►

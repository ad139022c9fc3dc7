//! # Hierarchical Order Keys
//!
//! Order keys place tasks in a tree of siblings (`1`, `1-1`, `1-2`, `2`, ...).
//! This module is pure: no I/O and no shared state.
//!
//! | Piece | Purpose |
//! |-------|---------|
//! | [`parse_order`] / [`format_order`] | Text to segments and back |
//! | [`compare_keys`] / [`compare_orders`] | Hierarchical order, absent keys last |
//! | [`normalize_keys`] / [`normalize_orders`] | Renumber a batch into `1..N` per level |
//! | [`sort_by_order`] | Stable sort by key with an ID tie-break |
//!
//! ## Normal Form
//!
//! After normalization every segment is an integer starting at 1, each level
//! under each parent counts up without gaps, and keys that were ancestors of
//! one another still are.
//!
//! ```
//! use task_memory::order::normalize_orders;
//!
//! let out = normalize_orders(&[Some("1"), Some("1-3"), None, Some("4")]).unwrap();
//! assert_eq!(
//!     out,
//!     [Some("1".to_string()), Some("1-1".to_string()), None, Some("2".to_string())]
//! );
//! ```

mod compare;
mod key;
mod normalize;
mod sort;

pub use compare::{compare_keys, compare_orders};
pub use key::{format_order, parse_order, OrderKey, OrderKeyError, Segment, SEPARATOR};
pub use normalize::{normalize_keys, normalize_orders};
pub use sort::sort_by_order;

◄

--- What this task involves ---
Within the listing above, how many lines hold the string "level"? Answer with the number only.

--- Reply ---
2